Stanko’s execution stemmed from a 2005 incident where he shot a friend and subsequently emptied his bank account. The process began after Stanko delivered a brief final statement lasting three and a half minutes during which he expressed remorse for his actions and appealed to not be judged solely on the worst day of his life.
As prison officials administered the first dose of the sedative pentobarbital, he seemed to speak momentarily, then turned towards the victims’ families before experiencing rapid breaths and trembling lips. Approximately one minute into the execution, Stanko appeared to cease breathing. A prison staff member requested a second dose of pentobarbital roughly 13 minutes later, and he was declared dead about 28 minutes after the execution commenced. In addition to this conviction, Stanko was serving a death sentence for the murder of his live-in girlfriend, whom he killed hours before the aforementioned shooting.

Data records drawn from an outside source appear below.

//! Derivation of the rendered board view from a snapshot.

use crate::admin::AdminSession;
use crate::entry::{EntryKey, EntrySnapshot};

/// One rendered entry.
#[derive(Debug, Clone, PartialEq, Eq)]
pub struct EntryRow {
    pub key: EntryKey,
    pub ch: String,
    /// Submitted after the current admin session began.
    pub highlighted: bool,
    /// Delete affordance shown (admin only).
    pub deletable: bool,
}

/// The fully derived view of the board.
#[derive(Debug, Clone, Default, PartialEq, Eq)]
pub struct BoardView {
    /// Concatenation of all live characters in key order.
    pub text: String,
    pub rows: Vec<EntryRow>,
}

/// Re-derive the whole view from a snapshot.
///
/// Runs on every change notification and replaces the previous view
/// wholesale; there is no incremental patching. Admin highlighting is
/// recomputed here on each call rather than cached, so logging in marks
/// already-loaded entries retroactively.
pub fn render(snapshot: &EntrySnapshot, admin: Option<&AdminSession>) -> BoardView {
    let mut text = String::new();
    let mut rows = Vec::with_capacity(snapshot.len());

    for (key, value) in snapshot.iter() {
        let entry = value.normalize();
        text.push_str(&entry.ch);
        rows.push(EntryRow {
            key: key.clone(),
            ch: entry.ch,
            highlighted: admin.is_some_and(|a| a.is_recent(entry.submitted_at)),
            deletable: admin.is_some(),
        });
    }

    BoardView { text, rows }
}

#[cfg(test)]
mod tests {
    use super::*;
    use crate::admin::{AdminSession, ADMIN_PASSWORD};
    use crate::entry::{EntryValue, TextEntry};

    fn snapshot_of(values: &[(&str, EntryValue)]) -> EntrySnapshot {
        let mut snapshot = EntrySnapshot::new();
        for (key, value) in values {
            snapshot.insert(EntryKey::from(*key), value.clone());
        }
        snapshot
    }

    #[test]
    fn test_renders_entries_in_key_order() {
        let snapshot = snapshot_of(&[
            ("k1", TextEntry::new("h", 1).into()),
            ("k2", TextEntry::new("i", 2).into()),
        ]);
        let view = render(&snapshot, None);
        assert_eq!(view.text, "hi");
        assert_eq!(view.rows.len(), 2);
        assert!(view.rows.iter().all(|r| !r.deletable && !r.highlighted));
    }

    #[test]
    fn test_empty_snapshot_renders_empty_text() {
        let view = render(&EntrySnapshot::new(), None);
        assert_eq!(view.text, "");
        assert!(view.rows.is_empty());
    }

    #[test]
    fn test_rendering_is_idempotent() {
        let snapshot = snapshot_of(&[
            ("k1", TextEntry::new("가", 1).into()),
            ("k2", EntryValue::Legacy("나".into())),
        ]);
        assert_eq!(render(&snapshot, None), render(&snapshot, None));
    }

    #[test]
    fn test_legacy_and_record_shapes_render_identically() {
        let legacy = snapshot_of(&[("k1", EntryValue::Legacy("x".into()))]);
        let record = snapshot_of(&[("k1", TextEntry::new("x", 77).into())]);
        assert_eq!(render(&legacy, None).text, render(&record, None).text);
    }

    #[test]
    fn test_admin_rows_are_deletable() {
        let admin = AdminSession::login(ADMIN_PASSWORD, 100).unwrap();
        let snapshot = snapshot_of(&[("k1", TextEntry::new("a", 1).into())]);
        let view = render(&snapshot, Some(&admin));
        assert!(view.rows[0].deletable);
    }

    #[test]
    fn test_highlight_marks_entries_after_login_only() {
        let admin = AdminSession::login(ADMIN_PASSWORD, 1_000).unwrap();
        let snapshot = snapshot_of(&[
            ("k1", TextEntry::new("a", 999).into()),
            ("k2", TextEntry::new("b", 1_001).into()),
            // Legacy entries have no submission time and never highlight.
            ("k3", EntryValue::Legacy("c".into())),
        ]);
        let view = render(&snapshot, Some(&admin));
        assert!(!view.rows[0].highlighted);
        assert!(view.rows[1].highlighted);
        assert!(!view.rows[2].highlighted);
    }
}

He was also responsible for a violent attack on her teenage daughter, who survived despite sustaining serious injuries. Initially, Stanko considered opting for execution by firing squad, similar to the previous two inmates executed in this manner. However, he ultimately chose lethal injection after concerns arose from an autopsy that revealed bullets had narrowly missed vital organs in the last inmate executed by the firing squad. Stanko’s execution was part of a broader pattern, as Florida and Alabama executed inmates earlier that week and Oklahoma executed a transferred inmate.
Stanko’s last-ditch legal efforts were rejected by federal courts, while South Carolina Governor Henry McMaster denied clemency minutes before the execution. In fact, no governor has spared a death row inmate’s life in the last 48 executions.